_WHAT IS BEING ASKED:_
Where does "with" appear in the data? Return each line that holds it.

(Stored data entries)
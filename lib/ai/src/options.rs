//! Provider option resolution.
//!
//! Maps a model id to the provider-specific request shaping it needs. Model
//! ids are looked up in a finite table of model classes; anything not listed
//! falls through to [`ModelClass::Default`], which passes the id through
//! untouched. Resolution is pure and never fails.

use crate::models::KnownModel;
use serde::{Deserialize, Serialize};
use std::collections::BTreeMap;

/// How much reasoning a reasoning-capable model should spend.
#[derive(Debug, Clone, Copy, PartialEq, Eq, Default, Serialize, Deserialize)]
#[serde(rename_all = "lowercase")]
pub enum ReasoningEffort {
    #[default]
    Low,
    Medium,
}

impl ReasoningEffort {
    /// Returns the wire name.
    #[must_use]
    pub fn as_str(&self) -> &'static str {
        match self {
            Self::Low => "low",
            Self::Medium => "medium",
        }
    }
}

/// Caller-supplied resolution hints.
#[derive(Debug, Clone, Copy, Default, PartialEq, Eq)]
pub struct ResolveOptions {
    /// Overrides the default reasoning effort of reasoning models.
    pub reasoning_effort: Option<ReasoningEffort>,
}

/// Request-shaping class of a model.
#[derive(Debug, Clone, Copy, PartialEq, Eq)]
pub enum ModelClass {
    /// No provider-specific shaping.
    Default,
    /// Reasoning model with encrypted reasoning, summaries and priority tier.
    AdvancedReasoning,
    /// Long-context model with ephemeral prompt caching and streamed tool input.
    PromptCaching,
}

/// Model ids with non-default shaping. Add a class by adding an entry.
const MODEL_CLASSES: &[(KnownModel, ModelClass)] = &[
    (KnownModel::OpenAiGpt5, ModelClass::AdvancedReasoning),
    (KnownModel::AnthropicClaude4Sonnet, ModelClass::PromptCaching),
];

const ENCRYPTED_REASONING_INCLUDE: &str = "reasoning.encrypted_content";
const ANTHROPIC_BETA_HEADER: &str = "anthropic-beta";
const FINE_GRAINED_TOOL_STREAMING: &str = "fine-grained-tool-streaming-2025-05-14";

/// Looks up the class of a model id.
#[must_use]
pub fn model_class(model_id: &str) -> ModelClass {
    MODEL_CLASSES
        .iter()
        .find(|(model, _)| model.id() == model_id)
        .map_or(ModelClass::Default, |(_, class)| *class)
}

/// Resolves the provider options for a model.
#[must_use]
pub fn resolve(model_id: &str, options: ResolveOptions) -> ProviderOptions {
    model_class(model_id).shape(model_id, options)
}

impl ModelClass {
    fn shape(self, model_id: &str, options: ResolveOptions) -> ProviderOptions {
        let base = ProviderOptions::passthrough(model_id);
        match self {
            Self::Default => base,
            Self::AdvancedReasoning => ProviderOptions {
                provider: Some(ProviderOptionBag::OpenAi(OpenAiOptions {
                    include: vec![ENCRYPTED_REASONING_INCLUDE.to_string()],
                    reasoning_effort: options.reasoning_effort.unwrap_or_default(),
                    reasoning_summary: ReasoningSummary::Auto,
                    service_tier: ServiceTier::Priority,
                })),
                ..base
            },
            Self::PromptCaching => ProviderOptions {
                headers: BTreeMap::from([(
                    ANTHROPIC_BETA_HEADER.to_string(),
                    FINE_GRAINED_TOOL_STREAMING.to_string(),
                )]),
                provider: Some(ProviderOptionBag::Anthropic(AnthropicOptions {
                    cache_control: CacheControl::Ephemeral,
                })),
                ..base
            },
        }
    }
}

/// Resolved, immutable request shaping for one invocation.
#[derive(Debug, Clone, PartialEq, Eq, Serialize)]
pub struct ProviderOptions {
    /// The selected model id.
    pub model: String,
    /// Extra request headers.
    #[serde(skip_serializing_if = "BTreeMap::is_empty")]
    pub headers: BTreeMap<String, String>,
    /// Provider-specific option bag.
    #[serde(rename = "providerOptions", skip_serializing_if = "Option::is_none")]
    pub provider: Option<ProviderOptionBag>,
}

impl ProviderOptions {
    /// Options that pass the model id through unchanged.
    #[must_use]
    pub fn passthrough(model_id: impl Into<String>) -> Self {
        Self {
            model: model_id.into(),
            headers: BTreeMap::new(),
            provider: None,
        }
    }

    /// Reasoning effort requested from the provider, if any.
    #[must_use]
    pub fn reasoning_effort(&self) -> Option<ReasoningEffort> {
        match &self.provider {
            Some(ProviderOptionBag::OpenAi(openai)) => Some(openai.reasoning_effort),
            _ => None,
        }
    }

    /// Service tier requested from the provider, if any.
    #[must_use]
    pub fn service_tier(&self) -> Option<ServiceTier> {
        match &self.provider {
            Some(ProviderOptionBag::OpenAi(openai)) => Some(openai.service_tier),
            _ => None,
        }
    }
}

/// Provider-namespaced options, serialized as `{"<provider>": {...}}`.
#[derive(Debug, Clone, PartialEq, Eq, Serialize)]
pub enum ProviderOptionBag {
    #[serde(rename = "openai")]
    OpenAi(OpenAiOptions),
    #[serde(rename = "anthropic")]
    Anthropic(AnthropicOptions),
}

/// OpenAI responses options.
#[derive(Debug, Clone, PartialEq, Eq, Serialize)]
#[serde(rename_all = "camelCase")]
pub struct OpenAiOptions {
    pub include: Vec<String>,
    pub reasoning_effort: ReasoningEffort,
    pub reasoning_summary: ReasoningSummary,
    pub service_tier: ServiceTier,
}

#[derive(Debug, Clone, Copy, PartialEq, Eq, Serialize)]
#[serde(rename_all = "lowercase")]
pub enum ReasoningSummary {
    Auto,
}

#[derive(Debug, Clone, Copy, PartialEq, Eq, Serialize)]
#[serde(rename_all = "lowercase")]
pub enum ServiceTier {
    Priority,
}

impl ServiceTier {
    /// Returns the wire name.
    #[must_use]
    pub fn as_str(&self) -> &'static str {
        match self {
            Self::Priority => "priority",
        }
    }
}

/// Anthropic options.
#[derive(Debug, Clone, PartialEq, Eq, Serialize)]
#[serde(rename_all = "camelCase")]
pub struct AnthropicOptions {
    pub cache_control: CacheControl,
}

#[derive(Debug, Clone, Copy, PartialEq, Eq, Serialize)]
#[serde(tag = "type", rename_all = "lowercase")]
pub enum CacheControl {
    Ephemeral,
}

#[cfg(test)]
mod tests {
    use super::*;
    use serde_json::json;

    #[test]
    fn unknown_models_pass_through() {
        for id in ["gpt-4", "xai/grok-3-fast", "", "totally-made-up", "GPT-5"] {
            let options = resolve(
                id,
                ResolveOptions {
                    reasoning_effort: Some(ReasoningEffort::Medium),
                },
            );
            assert_eq!(options, ProviderOptions::passthrough(id));
            assert!(options.provider.is_none());
            assert!(options.headers.is_empty());
        }
    }

    #[test]
    fn reasoning_model_defaults_to_low_effort() {
        let options = resolve("gpt-5", ResolveOptions::default());
        assert_eq!(options.model, "gpt-5");
        assert_eq!(options.reasoning_effort(), Some(ReasoningEffort::Low));
        assert_eq!(options.service_tier(), Some(ServiceTier::Priority));
    }

    #[test]
    fn reasoning_effort_override_is_honored() {
        let options = resolve(
            "gpt-5",
            ResolveOptions {
                reasoning_effort: Some(ReasoningEffort::Medium),
            },
        );
        assert_eq!(options.reasoning_effort(), Some(ReasoningEffort::Medium));
    }

    #[test]
    fn reasoning_model_serializes_openai_bag() {
        let json = serde_json::to_value(resolve("gpt-5", ResolveOptions::default()))
            .expect("serialize");
        assert_eq!(
            json,
            json!({
                "model": "gpt-5",
                "providerOptions": {
                    "openai": {
                        "include": ["reasoning.encrypted_content"],
                        "reasoningEffort": "low",
                        "reasoningSummary": "auto",
                        "serviceTier": "priority"
                    }
                }
            })
        );
    }

    #[test]
    fn caching_model_gets_header_and_cache_directive() {
        let options = resolve("anthropic/claude-4-sonnet", ResolveOptions::default());
        assert_eq!(
            options.headers.get("anthropic-beta").map(String::as_str),
            Some("fine-grained-tool-streaming-2025-05-14")
        );
        assert_eq!(options.reasoning_effort(), None);
        let json = serde_json::to_value(&options).expect("serialize");
        assert_eq!(
            json["providerOptions"],
            json!({ "anthropic": { "cacheControl": { "type": "ephemeral" } } })
        );
    }

    #[test]
    fn class_table_lookup() {
        assert_eq!(model_class("gpt-5"), ModelClass::AdvancedReasoning);
        assert_eq!(
            model_class("anthropic/claude-4-sonnet"),
            ModelClass::PromptCaching
        );
        assert_eq!(model_class("gpt-3.5-turbo"), ModelClass::Default);
    }
}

_REPLY:_
    /// Reasoning model with encrypted reasoning, summaries and priority tier.
    /// Long-context model with ephemeral prompt caching and streamed tool input.
/// Model ids with non-default shaping. Add a class by adding an entry.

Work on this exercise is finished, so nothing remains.